Some kids, when you let them loose, take off. They run for the corner of the playground. They run around, just to see their legs work. Sometimes they try to watch their own legs in motion and fall.
My first is terrified of things. Noises, smells. Hand dryers, heights. She is a cautious child. If the tension of a moment, a book, a show, is powerful, she looks away. She cannot look. She cries easily. She draws like it's a second language. Her inner capacity for fantasy must be so great, so wild, that the world she sees looks strange. I don't know how the world looks to her, but I know it scares her. Despite trepidation, she is loud and bright.
Aren't all children? I see my own more clearly now in the mix of kids at school, the kids in our community. When a child grows confident; when a child articulates desire and organizes herself in pursuit – that is wild.

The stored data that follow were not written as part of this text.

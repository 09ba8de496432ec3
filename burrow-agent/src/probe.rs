//! Channel capacity prober.
//!
//! Opens as many disposable streams as the remote will grant, in parallel,
//! and reports how many it got. The remote's first explicit refusal marks
//! the ceiling. Every opened stream is closed again before returning.

use std::sync::atomic::{AtomicBool, AtomicUsize, Ordering};
use std::sync::{Arc, Mutex, PoisonError};
use std::time::Duration;

use tokio::io::AsyncWriteExt;
use tokio::task::JoinSet;

use burrow_domain::{Target, TransportClientPtr, TunnelStreamPtr};

// ---

/// Measured values below this are treated as implausible.
pub const PLAUSIBLE_FLOOR: u32 = 4;

/// Ceiling used when the measurement is implausible.
pub const SAFE_DEFAULT: u32 = 10;

// ---------------------------------------------------------------------------
// ProbeConfig
// ---------------------------------------------------------------------------

#[derive(Debug, Clone)]
pub struct ProbeConfig {
    // ---
    /// Concurrent worker tasks.
    pub workers: usize,

    /// Total open attempts across all workers.
    pub safety_cap: usize,

    pub attempt_timeout: Duration,
    pub overall_timeout: Duration,

    /// Stable destinations; worker `i` uses `targets[i % len]`.
    pub targets: Vec<Target>,
}

// ---

impl Default for ProbeConfig {
    fn default() -> Self {
        // ---
        Self {
            workers: 256,
            safety_cap: 512,
            attempt_timeout: Duration::from_secs(2),
            overall_timeout: Duration::from_secs(10),
            targets: vec![Target::new("1.1.1.1", 443), Target::new("8.8.8.8", 443)],
        }
    }
}

// ---------------------------------------------------------------------------
// probe
// ---------------------------------------------------------------------------

/// Count how many concurrent streams `client` will open.
pub async fn probe(client: &TransportClientPtr, cfg: &ProbeConfig) -> u32 {
    // ---
    if cfg.targets.is_empty() || cfg.workers == 0 {
        return 0;
    }

    let stop = Arc::new(AtomicBool::new(false));
    let attempts = Arc::new(AtomicUsize::new(0));
    let opened: Arc<Mutex<Vec<TunnelStreamPtr>>> = Arc::new(Mutex::new(Vec::new()));

    let mut workers = JoinSet::new();
    for i in 0..cfg.workers {
        let worker = Worker {
            client: Arc::clone(client),
            target: cfg.targets[i % cfg.targets.len()].clone(),
            attempt_timeout: cfg.attempt_timeout,
            safety_cap: cfg.safety_cap,
            stop: Arc::clone(&stop),
            attempts: Arc::clone(&attempts),
            opened: Arc::clone(&opened),
        };
        workers.spawn(worker.run());
    }

    let drained = tokio::time::timeout(cfg.overall_timeout, async {
        while workers.join_next().await.is_some() {}
    })
    .await;

    if drained.is_err() {
        tracing::warn!(timeout = ?cfg.overall_timeout, "probe timed out, using partial count");
        workers.abort_all();
        while workers.join_next().await.is_some() {}
    }

    let streams = std::mem::take(&mut *opened.lock().unwrap_or_else(PoisonError::into_inner));
    let count = streams.len();
    for mut stream in streams {
        let _ = stream.shutdown().await;
    }

    tracing::debug!(count, attempts = attempts.load(Ordering::Acquire), "probe finished");
    u32::try_from(count).unwrap_or(u32::MAX)
}

// ---

/// Replace an implausibly small measurement with [`SAFE_DEFAULT`].
pub fn effective_ceiling(measured: u32) -> u32 {
    // ---
    if measured < PLAUSIBLE_FLOOR {
        tracing::warn!(measured, default = SAFE_DEFAULT, "probe result implausible");
        SAFE_DEFAULT
    } else {
        measured
    }
}

// ---------------------------------------------------------------------------
// Worker
// ---------------------------------------------------------------------------

struct Worker {
    // ---
    client: TransportClientPtr,
    target: Target,
    attempt_timeout: Duration,
    safety_cap: usize,
    stop: Arc<AtomicBool>,
    attempts: Arc<AtomicUsize>,
    opened: Arc<Mutex<Vec<TunnelStreamPtr>>>,
}

// ---

impl Worker {
    // ---
    async fn run(self) {
        // ---
        while !self.stop.load(Ordering::Acquire) {
            if self.attempts.fetch_add(1, Ordering::AcqRel) >= self.safety_cap {
                return;
            }

            let open = self.client.open_stream(&self.target);
            match tokio::time::timeout(self.attempt_timeout, open).await {
                Ok(Ok(stream)) => {
                    self.opened
                        .lock()
                        .unwrap_or_else(PoisonError::into_inner)
                        .push(stream);
                }
                Ok(Err(e)) if e.is_refusal() => {
                    tracing::trace!("probe hit ceiling: {e}");
                    self.stop.store(true, Ordering::Release);
                }
                Ok(Err(e)) => {
                    tracing::debug!("probe inconclusive: {e}");
                    self.stop.store(true, Ordering::Release);
                }
                Err(_) => {
                    tracing::debug!(target = %self.target, "probe attempt timed out");
                    self.stop.store(true, Ordering::Release);
                }
            }
        }
    }
}

// ---------------------------------------------------------------------------
// Tests
// ---------------------------------------------------------------------------

#[cfg(test)]
mod tests {
    // ---
    use burrow_domain::{Target, TunnelTransport};
    use burrow_link_sim::{SimConfig, SimTransport};

    use super::{effective_ceiling, probe, ProbeConfig, SAFE_DEFAULT};

    // ---

    async fn probe_limit(config: SimConfig) -> (u32, usize) {
        // ---
        let transport = SimTransport::new(config);
        let client = transport.connect(&Target::new("sim", 22)).await.unwrap();
        let measured = probe(&client, &ProbeConfig::default()).await;

        let sim = transport.control().latest().unwrap();
        (measured, sim.open_channels())
    }

    // ---

    #[tokio::test]
    async fn probe_finds_the_remote_limit() {
        // ---
        let (measured, still_open) = probe_limit(SimConfig::limited(20)).await;
        assert_eq!(measured, 20);
        assert_eq!(effective_ceiling(measured), 20);
        assert_eq!(still_open, 0, "probe must close every stream it opened");
    }

    // ---

    #[tokio::test]
    async fn implausible_limit_falls_back_to_default() {
        // ---
        let (measured, _) = probe_limit(SimConfig::limited(2)).await;
        assert_eq!(measured, 2);
        assert_eq!(effective_ceiling(measured), SAFE_DEFAULT);
    }

    // ---

    #[tokio::test]
    async fn unlimited_remote_stops_at_safety_cap() {
        // ---
        let (measured, still_open) = probe_limit(SimConfig::unlimited()).await;
        assert_eq!(measured, 512);
        assert_eq!(still_open, 0);
    }

    // ---

    #[test]
    fn plausible_values_pass_through() {
        assert_eq!(effective_ceiling(4), 4);
        assert_eq!(effective_ceiling(0), SAFE_DEFAULT);
        assert_eq!(effective_ceiling(300), 300);
    }
}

If you look at the children of today, it's easy to assume – they are not nearly wild enough. Post-millennial American children are not that wild, and yet we desperately want them to be. It might be a byproduct of our fear, but we want them to experience a stage of fantasy and freedom in a culture increasingly bounded by money and futures. We want to protect them; we know we'll need their courage.
What is wild is how swiftly the world seems to be moving away. Online, people refer to their children as cubs. Little wolves. Bears. Never puppies or kittens, these wild things. I'm fascinated by these kid-animals on Instagram, the accounts dominated by wildlings – in the woods, unencumbered, explorers all, captured out of doors. They are dressed in knits, in homespun. Throwback children, nimble pioneers. Who are these outliers? They appear to have unbounded time with their children. That alone, a fantasy. They seem immersed in the beauty of trees and sky, no roads for miles. The wildlings make for pretty pictures.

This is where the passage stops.